» **TASK TO COMPLETE**
Search the data below for the word "filename" and report how many lines contain it. Nothing but the number is needed.

*** Opening of SUPPLIED ENTRIES ***

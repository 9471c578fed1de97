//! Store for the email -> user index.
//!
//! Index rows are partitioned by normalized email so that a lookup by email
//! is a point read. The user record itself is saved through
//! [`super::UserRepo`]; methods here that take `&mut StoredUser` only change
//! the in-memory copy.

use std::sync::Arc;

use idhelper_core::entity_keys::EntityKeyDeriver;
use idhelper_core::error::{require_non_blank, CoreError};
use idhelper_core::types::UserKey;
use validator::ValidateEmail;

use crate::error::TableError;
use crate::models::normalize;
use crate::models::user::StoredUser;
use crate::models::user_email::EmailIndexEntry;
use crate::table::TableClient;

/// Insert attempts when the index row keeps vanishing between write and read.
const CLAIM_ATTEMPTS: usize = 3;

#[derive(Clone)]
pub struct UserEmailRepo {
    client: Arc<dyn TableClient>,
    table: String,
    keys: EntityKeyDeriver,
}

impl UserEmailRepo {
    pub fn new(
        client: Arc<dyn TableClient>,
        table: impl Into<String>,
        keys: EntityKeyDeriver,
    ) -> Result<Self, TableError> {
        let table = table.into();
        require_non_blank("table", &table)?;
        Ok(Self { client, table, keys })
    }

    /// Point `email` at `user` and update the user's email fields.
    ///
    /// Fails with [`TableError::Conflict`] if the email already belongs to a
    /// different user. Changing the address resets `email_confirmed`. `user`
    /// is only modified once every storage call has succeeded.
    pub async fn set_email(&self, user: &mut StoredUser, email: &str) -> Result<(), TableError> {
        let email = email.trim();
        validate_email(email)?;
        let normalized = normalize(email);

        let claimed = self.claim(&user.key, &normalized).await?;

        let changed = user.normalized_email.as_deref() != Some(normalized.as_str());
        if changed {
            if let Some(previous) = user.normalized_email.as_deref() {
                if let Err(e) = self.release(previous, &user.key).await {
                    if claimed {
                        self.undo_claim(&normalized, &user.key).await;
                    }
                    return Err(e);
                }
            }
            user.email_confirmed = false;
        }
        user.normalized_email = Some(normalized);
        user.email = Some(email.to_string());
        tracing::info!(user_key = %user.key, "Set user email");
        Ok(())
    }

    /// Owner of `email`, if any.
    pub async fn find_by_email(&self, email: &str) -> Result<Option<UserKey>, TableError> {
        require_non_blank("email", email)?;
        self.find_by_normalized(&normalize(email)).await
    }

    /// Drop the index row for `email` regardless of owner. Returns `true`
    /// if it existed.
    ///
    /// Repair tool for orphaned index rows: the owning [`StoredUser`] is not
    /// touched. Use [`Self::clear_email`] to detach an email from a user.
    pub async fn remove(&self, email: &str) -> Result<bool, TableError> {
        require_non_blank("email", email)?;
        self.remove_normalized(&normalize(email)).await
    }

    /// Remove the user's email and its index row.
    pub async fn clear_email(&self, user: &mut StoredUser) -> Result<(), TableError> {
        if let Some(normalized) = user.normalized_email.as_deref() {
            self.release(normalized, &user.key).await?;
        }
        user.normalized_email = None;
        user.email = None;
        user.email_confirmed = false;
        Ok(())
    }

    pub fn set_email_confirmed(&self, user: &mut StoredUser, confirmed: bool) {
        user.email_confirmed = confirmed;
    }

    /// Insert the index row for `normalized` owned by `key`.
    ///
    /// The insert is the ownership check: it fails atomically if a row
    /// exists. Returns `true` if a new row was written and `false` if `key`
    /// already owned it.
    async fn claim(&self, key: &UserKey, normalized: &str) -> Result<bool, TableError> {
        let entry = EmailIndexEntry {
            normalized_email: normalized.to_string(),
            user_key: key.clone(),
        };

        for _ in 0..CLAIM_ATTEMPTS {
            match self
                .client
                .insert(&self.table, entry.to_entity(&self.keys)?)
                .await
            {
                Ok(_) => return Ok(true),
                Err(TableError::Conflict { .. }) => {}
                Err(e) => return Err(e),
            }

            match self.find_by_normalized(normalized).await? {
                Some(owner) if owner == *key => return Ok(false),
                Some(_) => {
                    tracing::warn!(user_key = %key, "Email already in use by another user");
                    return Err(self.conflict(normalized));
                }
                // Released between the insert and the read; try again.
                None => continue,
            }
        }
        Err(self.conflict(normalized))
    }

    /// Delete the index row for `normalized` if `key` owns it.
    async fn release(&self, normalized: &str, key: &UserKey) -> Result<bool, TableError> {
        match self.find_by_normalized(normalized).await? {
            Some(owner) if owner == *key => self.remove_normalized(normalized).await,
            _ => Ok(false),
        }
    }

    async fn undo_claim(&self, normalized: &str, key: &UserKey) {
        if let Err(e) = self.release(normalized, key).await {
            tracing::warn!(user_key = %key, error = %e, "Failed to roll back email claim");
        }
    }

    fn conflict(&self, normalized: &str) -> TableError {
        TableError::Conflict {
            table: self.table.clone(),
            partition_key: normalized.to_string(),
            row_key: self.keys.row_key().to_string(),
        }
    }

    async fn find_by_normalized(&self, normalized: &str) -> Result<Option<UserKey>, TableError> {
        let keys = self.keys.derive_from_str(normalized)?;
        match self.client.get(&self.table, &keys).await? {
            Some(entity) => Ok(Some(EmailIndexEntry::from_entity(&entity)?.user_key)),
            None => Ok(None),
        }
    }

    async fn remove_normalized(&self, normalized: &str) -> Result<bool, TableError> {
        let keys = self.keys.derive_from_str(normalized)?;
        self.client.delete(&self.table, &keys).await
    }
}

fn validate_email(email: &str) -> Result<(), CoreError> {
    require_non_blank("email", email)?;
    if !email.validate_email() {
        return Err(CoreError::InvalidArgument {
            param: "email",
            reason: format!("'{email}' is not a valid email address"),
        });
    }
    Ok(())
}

*** Close of SUPPLIED ENTRIES ***
*** Opening of SUPPLIED ENTRIES ***

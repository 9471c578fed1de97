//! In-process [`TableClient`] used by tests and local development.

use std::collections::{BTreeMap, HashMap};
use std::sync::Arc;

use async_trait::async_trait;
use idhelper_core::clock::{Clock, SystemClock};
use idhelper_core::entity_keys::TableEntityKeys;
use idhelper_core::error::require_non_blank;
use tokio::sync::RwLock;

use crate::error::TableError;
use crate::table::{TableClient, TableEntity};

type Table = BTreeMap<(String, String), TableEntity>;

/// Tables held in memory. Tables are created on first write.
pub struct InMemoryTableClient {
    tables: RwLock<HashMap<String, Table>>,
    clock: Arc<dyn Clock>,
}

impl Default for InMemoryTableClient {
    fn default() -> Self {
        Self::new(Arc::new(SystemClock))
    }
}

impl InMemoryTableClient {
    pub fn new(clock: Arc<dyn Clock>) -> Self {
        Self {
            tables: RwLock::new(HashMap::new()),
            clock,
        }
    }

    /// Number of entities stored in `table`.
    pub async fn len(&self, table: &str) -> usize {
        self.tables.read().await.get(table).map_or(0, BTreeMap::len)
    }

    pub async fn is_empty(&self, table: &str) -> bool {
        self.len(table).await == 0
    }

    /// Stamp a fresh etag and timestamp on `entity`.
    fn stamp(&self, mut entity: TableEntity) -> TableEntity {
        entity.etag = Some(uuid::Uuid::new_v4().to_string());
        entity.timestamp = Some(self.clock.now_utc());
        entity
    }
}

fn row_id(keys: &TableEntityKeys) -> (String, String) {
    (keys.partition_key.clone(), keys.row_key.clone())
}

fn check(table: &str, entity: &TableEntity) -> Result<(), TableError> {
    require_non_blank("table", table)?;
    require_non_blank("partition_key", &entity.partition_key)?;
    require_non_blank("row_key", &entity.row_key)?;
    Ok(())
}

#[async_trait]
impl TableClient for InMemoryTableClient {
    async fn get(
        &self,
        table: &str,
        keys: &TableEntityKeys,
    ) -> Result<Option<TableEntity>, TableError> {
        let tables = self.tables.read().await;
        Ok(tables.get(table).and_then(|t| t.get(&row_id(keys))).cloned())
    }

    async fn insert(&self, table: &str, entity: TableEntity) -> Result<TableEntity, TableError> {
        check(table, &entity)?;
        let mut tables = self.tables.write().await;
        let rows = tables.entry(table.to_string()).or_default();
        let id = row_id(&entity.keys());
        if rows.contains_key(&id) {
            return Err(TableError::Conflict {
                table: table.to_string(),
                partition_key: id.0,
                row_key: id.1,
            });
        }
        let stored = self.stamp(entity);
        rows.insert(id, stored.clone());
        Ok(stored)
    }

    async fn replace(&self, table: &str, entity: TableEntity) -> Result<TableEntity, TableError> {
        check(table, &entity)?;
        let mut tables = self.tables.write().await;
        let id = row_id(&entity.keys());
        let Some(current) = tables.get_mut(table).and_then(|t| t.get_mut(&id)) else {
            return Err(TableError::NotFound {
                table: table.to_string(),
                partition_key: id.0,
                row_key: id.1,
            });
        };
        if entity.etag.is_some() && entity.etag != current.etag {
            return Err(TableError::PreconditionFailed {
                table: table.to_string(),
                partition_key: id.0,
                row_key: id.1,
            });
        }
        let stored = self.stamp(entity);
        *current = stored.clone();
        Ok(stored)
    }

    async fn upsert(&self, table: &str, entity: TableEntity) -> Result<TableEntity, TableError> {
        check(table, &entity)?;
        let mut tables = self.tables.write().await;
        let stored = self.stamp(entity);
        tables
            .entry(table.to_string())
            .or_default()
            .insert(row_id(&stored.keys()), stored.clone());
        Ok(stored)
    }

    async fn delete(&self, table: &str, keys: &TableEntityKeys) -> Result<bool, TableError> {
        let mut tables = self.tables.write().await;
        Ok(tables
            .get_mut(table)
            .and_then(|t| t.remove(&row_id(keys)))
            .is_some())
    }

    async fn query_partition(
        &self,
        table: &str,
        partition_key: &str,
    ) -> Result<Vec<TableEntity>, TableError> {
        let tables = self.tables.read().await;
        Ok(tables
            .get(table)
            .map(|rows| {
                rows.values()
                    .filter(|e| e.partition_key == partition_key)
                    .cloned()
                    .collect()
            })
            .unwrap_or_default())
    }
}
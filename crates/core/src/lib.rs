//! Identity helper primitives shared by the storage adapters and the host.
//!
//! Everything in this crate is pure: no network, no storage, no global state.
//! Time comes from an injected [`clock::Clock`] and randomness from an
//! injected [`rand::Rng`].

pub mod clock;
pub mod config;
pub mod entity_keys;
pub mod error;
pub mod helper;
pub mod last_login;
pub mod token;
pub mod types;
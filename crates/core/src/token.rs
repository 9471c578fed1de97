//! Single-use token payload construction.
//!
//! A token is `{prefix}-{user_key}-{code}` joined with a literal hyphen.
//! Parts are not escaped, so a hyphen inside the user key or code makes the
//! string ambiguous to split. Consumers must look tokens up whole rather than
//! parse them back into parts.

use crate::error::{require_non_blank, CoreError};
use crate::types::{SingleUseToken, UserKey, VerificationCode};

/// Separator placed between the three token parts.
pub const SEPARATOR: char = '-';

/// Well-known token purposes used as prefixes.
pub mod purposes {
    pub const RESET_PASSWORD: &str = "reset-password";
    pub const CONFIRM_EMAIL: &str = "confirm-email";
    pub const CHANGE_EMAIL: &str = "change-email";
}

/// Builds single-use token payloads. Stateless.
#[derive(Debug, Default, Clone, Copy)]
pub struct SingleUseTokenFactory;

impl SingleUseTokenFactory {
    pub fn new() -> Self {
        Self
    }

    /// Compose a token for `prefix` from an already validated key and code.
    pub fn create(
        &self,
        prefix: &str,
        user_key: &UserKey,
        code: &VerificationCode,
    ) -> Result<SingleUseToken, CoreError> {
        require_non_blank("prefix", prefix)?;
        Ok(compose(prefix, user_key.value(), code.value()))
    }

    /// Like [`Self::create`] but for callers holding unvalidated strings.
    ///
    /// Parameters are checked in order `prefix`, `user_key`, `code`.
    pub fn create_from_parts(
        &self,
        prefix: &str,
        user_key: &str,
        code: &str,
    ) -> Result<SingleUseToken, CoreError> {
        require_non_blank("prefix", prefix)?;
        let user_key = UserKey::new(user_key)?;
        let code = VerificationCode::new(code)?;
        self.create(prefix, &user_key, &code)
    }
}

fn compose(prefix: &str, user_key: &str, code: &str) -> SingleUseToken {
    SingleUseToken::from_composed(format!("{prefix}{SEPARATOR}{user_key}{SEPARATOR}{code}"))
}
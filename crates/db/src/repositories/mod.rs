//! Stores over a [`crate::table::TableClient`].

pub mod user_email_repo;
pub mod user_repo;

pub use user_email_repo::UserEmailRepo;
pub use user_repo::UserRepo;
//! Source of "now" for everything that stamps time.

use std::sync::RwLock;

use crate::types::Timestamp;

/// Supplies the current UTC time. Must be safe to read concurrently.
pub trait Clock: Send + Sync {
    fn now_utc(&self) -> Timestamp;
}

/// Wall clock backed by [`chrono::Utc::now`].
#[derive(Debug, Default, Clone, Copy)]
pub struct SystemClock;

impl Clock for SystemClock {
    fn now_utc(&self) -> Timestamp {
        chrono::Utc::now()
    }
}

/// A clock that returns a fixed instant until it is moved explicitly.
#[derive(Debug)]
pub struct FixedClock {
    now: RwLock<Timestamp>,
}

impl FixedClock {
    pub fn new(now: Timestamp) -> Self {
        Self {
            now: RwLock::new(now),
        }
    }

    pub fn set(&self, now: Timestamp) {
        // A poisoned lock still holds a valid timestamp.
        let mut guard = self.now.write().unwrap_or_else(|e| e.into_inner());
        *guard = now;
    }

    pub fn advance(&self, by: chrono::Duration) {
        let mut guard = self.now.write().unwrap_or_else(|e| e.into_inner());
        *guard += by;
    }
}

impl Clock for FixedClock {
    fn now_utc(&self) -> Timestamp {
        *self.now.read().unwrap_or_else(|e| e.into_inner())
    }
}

*** Close of SUPPLIED ENTRIES ***
*** Opening of SUPPLIED ENTRIES ***

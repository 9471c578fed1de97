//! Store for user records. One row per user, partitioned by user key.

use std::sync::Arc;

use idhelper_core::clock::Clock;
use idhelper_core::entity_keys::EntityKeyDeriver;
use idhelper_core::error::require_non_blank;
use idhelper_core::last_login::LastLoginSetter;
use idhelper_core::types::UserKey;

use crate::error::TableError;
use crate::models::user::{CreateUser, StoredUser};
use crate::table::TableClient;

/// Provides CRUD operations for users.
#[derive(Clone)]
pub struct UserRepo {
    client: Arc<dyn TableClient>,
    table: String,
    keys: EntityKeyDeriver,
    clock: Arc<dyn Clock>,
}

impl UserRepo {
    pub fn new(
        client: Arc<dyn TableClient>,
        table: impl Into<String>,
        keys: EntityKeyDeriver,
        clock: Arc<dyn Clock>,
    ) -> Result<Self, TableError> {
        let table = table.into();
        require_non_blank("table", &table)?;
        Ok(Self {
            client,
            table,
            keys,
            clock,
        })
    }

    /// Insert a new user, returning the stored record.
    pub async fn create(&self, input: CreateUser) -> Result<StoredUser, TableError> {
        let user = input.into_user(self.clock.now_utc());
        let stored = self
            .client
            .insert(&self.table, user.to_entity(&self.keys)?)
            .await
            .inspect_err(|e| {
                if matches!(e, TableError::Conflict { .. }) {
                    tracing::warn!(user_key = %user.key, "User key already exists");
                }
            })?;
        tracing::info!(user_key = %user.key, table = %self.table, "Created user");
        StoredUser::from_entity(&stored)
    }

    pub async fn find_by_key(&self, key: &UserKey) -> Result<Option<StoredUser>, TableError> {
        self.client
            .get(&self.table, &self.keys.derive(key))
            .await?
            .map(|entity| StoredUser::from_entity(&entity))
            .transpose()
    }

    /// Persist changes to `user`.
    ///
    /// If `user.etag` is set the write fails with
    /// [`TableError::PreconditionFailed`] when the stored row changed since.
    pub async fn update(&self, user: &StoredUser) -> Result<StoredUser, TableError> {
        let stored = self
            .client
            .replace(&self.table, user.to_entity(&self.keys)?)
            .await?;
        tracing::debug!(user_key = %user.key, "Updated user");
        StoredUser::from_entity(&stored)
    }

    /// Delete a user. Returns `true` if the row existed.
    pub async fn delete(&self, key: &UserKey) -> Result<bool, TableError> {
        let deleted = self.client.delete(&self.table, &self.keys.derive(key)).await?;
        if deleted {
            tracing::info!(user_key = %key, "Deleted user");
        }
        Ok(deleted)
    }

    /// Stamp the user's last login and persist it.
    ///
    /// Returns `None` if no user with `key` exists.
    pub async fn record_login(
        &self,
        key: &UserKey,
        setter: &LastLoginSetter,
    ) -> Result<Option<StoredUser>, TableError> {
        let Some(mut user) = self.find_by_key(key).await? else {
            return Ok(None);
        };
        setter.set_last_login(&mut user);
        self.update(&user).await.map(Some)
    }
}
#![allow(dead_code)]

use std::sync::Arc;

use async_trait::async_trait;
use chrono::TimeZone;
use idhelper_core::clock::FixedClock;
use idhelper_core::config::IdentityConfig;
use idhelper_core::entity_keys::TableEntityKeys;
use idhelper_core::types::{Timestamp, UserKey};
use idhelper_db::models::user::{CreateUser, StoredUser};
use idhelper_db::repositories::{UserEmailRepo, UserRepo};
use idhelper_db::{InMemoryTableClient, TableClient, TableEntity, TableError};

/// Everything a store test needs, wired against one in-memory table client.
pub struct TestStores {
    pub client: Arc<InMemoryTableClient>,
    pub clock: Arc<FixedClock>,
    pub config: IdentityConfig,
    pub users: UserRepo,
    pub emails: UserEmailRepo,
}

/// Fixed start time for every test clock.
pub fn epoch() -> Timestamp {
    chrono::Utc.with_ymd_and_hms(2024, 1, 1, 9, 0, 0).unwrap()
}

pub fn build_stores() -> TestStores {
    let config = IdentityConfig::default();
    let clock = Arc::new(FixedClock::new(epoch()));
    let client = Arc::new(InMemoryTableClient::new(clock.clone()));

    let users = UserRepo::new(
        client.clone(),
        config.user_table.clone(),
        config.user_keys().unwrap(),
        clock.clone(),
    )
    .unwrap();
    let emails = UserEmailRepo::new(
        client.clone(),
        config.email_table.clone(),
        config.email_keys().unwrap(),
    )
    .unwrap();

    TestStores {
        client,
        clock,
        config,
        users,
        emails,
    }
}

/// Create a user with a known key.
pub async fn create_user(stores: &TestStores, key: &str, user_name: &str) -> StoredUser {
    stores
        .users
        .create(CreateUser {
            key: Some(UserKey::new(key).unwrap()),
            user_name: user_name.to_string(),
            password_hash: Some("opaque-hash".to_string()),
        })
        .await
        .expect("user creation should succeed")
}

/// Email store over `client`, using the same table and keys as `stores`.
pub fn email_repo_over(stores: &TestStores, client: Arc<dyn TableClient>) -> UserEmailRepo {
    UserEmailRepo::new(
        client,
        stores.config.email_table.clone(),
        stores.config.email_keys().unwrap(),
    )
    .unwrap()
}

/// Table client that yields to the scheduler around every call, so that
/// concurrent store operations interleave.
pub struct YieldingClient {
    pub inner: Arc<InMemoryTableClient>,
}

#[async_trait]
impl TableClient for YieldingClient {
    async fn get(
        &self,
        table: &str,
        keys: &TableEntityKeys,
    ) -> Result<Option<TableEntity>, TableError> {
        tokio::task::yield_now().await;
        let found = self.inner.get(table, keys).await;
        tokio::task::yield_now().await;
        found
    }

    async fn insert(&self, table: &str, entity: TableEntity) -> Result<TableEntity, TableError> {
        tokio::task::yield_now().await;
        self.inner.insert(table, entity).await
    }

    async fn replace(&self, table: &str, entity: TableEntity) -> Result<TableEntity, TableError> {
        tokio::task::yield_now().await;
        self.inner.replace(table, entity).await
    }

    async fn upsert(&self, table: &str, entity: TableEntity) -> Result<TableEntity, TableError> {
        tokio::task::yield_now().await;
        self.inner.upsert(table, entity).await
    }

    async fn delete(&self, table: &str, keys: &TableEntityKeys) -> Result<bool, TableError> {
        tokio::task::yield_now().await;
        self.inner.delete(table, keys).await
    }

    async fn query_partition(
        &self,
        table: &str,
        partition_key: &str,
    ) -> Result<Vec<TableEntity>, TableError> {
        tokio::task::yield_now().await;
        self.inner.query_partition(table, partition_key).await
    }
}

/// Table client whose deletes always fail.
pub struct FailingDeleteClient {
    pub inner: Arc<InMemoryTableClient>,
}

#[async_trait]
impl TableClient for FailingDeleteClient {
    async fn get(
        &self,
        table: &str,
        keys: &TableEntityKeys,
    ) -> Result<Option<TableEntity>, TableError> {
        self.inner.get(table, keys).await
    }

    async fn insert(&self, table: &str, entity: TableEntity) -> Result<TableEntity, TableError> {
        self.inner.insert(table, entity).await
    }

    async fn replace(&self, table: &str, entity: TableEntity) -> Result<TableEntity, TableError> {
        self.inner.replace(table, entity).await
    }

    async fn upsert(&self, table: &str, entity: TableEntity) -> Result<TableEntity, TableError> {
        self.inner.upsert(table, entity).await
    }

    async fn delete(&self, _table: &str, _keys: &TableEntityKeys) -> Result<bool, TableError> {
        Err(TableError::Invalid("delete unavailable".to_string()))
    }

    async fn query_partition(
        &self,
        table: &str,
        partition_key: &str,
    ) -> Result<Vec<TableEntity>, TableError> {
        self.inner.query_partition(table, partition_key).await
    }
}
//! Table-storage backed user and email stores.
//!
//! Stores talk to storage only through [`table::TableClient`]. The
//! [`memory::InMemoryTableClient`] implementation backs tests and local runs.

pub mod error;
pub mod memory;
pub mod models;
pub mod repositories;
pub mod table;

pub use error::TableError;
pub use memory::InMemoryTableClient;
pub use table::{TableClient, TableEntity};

*** Close of SUPPLIED ENTRIES ***

» **RESPONSE**
3